- [Source information]
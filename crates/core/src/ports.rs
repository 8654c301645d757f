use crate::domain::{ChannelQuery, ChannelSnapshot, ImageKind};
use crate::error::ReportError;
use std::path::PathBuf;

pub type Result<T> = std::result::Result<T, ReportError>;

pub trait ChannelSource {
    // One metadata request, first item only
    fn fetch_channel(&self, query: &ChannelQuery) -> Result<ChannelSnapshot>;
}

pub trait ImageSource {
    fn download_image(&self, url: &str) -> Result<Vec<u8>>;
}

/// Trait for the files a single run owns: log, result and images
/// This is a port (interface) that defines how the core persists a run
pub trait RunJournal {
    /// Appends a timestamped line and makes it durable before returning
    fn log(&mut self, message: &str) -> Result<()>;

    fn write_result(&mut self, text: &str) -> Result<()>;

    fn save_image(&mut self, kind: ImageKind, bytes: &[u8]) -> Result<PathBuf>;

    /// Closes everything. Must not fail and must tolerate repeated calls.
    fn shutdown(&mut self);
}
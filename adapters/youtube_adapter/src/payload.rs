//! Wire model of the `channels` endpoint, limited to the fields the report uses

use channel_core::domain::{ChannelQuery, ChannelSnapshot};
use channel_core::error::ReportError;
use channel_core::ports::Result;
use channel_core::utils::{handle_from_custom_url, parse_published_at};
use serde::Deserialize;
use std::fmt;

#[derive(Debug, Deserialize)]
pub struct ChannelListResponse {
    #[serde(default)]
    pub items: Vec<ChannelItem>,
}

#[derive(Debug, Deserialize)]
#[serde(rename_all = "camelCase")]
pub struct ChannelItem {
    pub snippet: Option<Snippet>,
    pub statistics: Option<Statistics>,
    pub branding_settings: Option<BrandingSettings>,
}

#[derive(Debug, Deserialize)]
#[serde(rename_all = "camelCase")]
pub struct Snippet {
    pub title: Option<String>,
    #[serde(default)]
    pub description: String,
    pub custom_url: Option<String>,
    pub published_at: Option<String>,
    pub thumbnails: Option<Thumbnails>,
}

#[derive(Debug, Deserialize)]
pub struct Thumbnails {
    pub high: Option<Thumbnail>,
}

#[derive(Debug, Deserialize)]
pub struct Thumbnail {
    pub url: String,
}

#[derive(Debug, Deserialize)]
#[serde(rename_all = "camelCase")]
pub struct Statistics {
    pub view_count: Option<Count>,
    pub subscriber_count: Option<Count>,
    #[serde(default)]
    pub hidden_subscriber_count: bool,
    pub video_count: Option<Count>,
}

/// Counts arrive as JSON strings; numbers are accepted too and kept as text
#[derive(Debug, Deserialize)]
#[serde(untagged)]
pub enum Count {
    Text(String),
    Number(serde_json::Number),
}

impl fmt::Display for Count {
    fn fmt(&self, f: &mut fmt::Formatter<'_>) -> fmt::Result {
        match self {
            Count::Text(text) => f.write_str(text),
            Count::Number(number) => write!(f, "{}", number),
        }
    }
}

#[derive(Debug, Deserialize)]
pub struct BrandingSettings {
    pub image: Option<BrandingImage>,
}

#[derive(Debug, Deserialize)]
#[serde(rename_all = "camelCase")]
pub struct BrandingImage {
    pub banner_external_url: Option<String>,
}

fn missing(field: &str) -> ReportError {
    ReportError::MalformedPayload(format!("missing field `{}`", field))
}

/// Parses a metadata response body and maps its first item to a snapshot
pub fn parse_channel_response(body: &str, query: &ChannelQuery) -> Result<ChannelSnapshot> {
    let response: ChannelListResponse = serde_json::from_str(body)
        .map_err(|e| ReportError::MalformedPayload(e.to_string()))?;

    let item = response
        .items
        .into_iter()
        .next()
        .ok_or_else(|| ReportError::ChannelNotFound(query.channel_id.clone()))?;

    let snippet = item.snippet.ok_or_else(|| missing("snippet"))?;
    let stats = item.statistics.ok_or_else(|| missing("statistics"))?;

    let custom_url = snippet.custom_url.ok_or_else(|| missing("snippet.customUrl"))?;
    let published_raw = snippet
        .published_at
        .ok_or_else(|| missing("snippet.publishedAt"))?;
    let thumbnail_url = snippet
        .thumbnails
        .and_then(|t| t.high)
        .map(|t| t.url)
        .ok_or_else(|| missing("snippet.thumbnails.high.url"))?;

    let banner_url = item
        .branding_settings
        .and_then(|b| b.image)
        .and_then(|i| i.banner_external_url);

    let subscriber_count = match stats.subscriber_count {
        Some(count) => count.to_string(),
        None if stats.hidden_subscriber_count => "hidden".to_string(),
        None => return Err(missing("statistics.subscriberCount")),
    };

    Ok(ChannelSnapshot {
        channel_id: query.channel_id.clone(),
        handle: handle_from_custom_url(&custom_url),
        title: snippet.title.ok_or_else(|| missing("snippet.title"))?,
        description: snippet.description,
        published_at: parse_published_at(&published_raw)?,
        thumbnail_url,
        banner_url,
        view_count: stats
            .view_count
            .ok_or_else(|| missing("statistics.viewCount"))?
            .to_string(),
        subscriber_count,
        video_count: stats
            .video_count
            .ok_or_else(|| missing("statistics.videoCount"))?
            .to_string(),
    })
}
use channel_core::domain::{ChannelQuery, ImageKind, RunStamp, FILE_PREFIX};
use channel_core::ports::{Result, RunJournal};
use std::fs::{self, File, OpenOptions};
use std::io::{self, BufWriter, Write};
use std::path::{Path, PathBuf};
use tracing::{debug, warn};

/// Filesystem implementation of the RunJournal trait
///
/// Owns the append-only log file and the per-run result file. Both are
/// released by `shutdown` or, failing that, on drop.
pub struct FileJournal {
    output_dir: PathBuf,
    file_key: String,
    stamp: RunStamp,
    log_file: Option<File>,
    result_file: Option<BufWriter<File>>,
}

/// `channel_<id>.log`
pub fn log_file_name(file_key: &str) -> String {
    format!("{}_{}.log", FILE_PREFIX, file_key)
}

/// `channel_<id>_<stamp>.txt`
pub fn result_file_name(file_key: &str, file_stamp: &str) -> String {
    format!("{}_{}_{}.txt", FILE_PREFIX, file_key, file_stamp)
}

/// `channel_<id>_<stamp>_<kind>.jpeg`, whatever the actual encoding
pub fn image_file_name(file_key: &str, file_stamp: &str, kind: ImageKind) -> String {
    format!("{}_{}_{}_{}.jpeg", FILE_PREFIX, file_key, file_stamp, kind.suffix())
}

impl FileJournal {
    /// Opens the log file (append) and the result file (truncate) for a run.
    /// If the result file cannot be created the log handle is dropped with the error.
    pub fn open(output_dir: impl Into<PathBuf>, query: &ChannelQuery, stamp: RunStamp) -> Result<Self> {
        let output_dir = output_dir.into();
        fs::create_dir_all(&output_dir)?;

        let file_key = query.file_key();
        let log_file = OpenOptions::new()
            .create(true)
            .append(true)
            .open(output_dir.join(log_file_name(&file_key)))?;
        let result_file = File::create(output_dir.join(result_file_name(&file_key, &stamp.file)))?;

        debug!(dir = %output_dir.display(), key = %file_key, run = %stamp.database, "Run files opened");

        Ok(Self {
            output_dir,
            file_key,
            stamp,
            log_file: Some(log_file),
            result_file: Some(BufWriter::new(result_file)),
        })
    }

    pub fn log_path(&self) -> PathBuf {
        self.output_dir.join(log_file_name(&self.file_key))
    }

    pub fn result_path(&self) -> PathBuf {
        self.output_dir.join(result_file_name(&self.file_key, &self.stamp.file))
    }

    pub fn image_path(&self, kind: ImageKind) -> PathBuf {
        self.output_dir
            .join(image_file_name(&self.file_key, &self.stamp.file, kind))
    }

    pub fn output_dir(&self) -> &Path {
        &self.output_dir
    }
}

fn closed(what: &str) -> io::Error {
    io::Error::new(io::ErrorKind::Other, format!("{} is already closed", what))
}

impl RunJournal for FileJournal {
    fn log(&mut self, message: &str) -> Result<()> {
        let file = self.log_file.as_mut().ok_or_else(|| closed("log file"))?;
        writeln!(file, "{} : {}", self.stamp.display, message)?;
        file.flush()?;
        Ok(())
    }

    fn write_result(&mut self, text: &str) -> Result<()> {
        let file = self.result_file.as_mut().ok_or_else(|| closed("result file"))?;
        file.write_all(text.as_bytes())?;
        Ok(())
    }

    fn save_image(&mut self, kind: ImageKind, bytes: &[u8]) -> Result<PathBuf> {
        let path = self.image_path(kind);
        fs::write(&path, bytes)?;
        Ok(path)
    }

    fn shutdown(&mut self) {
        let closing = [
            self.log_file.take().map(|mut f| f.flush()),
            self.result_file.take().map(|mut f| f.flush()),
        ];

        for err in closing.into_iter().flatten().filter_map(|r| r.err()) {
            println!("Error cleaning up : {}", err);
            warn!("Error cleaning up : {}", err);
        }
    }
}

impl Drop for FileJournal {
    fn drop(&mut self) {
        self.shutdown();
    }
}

==

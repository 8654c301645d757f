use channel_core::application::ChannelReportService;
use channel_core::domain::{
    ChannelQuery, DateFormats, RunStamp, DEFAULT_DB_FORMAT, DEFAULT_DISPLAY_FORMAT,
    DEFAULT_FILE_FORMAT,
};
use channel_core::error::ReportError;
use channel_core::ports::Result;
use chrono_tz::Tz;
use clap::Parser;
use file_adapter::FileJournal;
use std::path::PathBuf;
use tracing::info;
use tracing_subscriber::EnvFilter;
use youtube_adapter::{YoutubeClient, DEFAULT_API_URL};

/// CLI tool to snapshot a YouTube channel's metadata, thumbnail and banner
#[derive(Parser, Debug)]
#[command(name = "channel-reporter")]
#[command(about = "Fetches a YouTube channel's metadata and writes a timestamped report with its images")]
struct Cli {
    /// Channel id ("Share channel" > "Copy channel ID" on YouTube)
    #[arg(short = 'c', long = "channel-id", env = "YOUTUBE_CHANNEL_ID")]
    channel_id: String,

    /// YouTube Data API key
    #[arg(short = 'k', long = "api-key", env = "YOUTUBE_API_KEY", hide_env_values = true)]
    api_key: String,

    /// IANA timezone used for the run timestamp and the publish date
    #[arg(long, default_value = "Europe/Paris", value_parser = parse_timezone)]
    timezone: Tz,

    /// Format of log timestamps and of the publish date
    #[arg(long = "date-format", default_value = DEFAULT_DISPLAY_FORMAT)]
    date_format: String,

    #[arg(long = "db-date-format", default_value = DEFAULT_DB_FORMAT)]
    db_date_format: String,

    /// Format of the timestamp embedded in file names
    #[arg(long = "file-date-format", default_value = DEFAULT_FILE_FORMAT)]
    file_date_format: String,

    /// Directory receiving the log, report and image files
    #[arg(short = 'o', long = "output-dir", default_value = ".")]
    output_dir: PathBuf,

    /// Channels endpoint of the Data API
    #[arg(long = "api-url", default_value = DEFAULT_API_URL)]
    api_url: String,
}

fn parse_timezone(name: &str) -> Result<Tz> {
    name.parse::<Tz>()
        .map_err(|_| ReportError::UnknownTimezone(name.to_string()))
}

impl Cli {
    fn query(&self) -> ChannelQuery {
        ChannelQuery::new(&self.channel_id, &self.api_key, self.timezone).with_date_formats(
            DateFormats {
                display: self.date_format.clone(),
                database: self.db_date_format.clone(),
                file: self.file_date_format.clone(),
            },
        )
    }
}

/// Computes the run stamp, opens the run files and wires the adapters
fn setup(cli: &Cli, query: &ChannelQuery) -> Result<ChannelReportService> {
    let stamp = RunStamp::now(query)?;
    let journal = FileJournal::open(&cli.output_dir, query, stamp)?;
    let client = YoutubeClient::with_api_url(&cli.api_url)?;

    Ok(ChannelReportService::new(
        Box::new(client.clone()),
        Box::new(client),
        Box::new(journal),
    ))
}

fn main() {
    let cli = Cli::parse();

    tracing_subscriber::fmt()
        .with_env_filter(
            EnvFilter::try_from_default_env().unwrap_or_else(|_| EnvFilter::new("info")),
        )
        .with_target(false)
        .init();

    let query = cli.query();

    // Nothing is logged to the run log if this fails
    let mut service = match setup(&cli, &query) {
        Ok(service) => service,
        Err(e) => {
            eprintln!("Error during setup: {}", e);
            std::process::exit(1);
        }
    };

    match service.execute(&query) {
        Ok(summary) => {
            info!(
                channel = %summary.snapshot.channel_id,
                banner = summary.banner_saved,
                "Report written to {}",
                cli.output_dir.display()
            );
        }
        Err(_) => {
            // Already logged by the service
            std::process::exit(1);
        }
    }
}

- [Required work]
Search the records line by line for the word "BrandingImage" and copy every line where it appears.

- [Problem solution]
    pub image: Option<BrandingImage>,
pub struct BrandingImage {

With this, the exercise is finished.